Y el mismo día, después de
expulsar a Rapónchigo, la bruja amarro las cortadas trenzas en el gancho de la
ventana, y cuando vino el príncipe y llamó:
—Rapónchigo, Rapónchigo, suéltame tu pelo.
Las dejó caer. El príncipe trepó, pero arriba no
encontró a su querida Rapónchigo, sino a una bruja que le miraba con malos y
pérfidos ojos.
—¡Hola! —exclamo la bruja
irónicamente—. Vienes a ver a tu queridita, pero el lindo pajarillo ya no está
en la jaula y no cantará más; el gato se lo llevó y ahora te sacará a ti los
ojos. Perdiste a Rapónchigo para siempre; nunca volverás a verla.

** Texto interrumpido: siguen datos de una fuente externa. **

use clap::Parser;
use clap::Subcommand;
use utils::version;

use crate::config::manifest::GenerateManifestArgs;
use crate::config::plugin::DevicePluginArgs;

#[derive(Parser)]
#[command(about, long_about, version = &**version::VERSION)]
pub struct Cli {
    #[command(subcommand)]
    pub command: Commands,
}

#[derive(Subcommand)]
pub enum Commands {
    /// Run the kubelet device plugin for HPE Slingshot NICs
    #[command(name = "device-plugin")]
    DevicePlugin(DevicePluginArgs),
    /// Generate the CDI manifest for HPE Slingshot NICs
    #[command(name = "generate-manifest")]
    GenerateManifest(GenerateManifestArgs),
}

El príncipe quedó traspasado de
dolor y, en su desesperación, saltó por la ventana. No perdió la vida, pero cayó
sobre unos pinchos que se le clavaron en los ojos. Erró, ciego desde entonces,
no comiendo más que raíces y bayas y sin hacer otra cosa que gemir, llorando la
pérdida de su querida mujer.
Así anduvo vagando durante algunos años, hasta que llegó al fin al desierto donde vivía miserablemente Rapónchigo, con dos mellizos que había parido: un niño y una niña.
El
príncipe oyó su voz, y tan familiar le pareció, que fue hacia ella; Rapónchigo
lo reconoció, se echó en sus brazos y lloró sobre él. Pero dos de sus lágrimas
cayeron en los ojos del príncipe y los aclararon; entonces pudo ver mejor que
antes. Se la llevó a su reino, donde fue recibido con alegría, y vivieron
felices y contentos durante muchos años.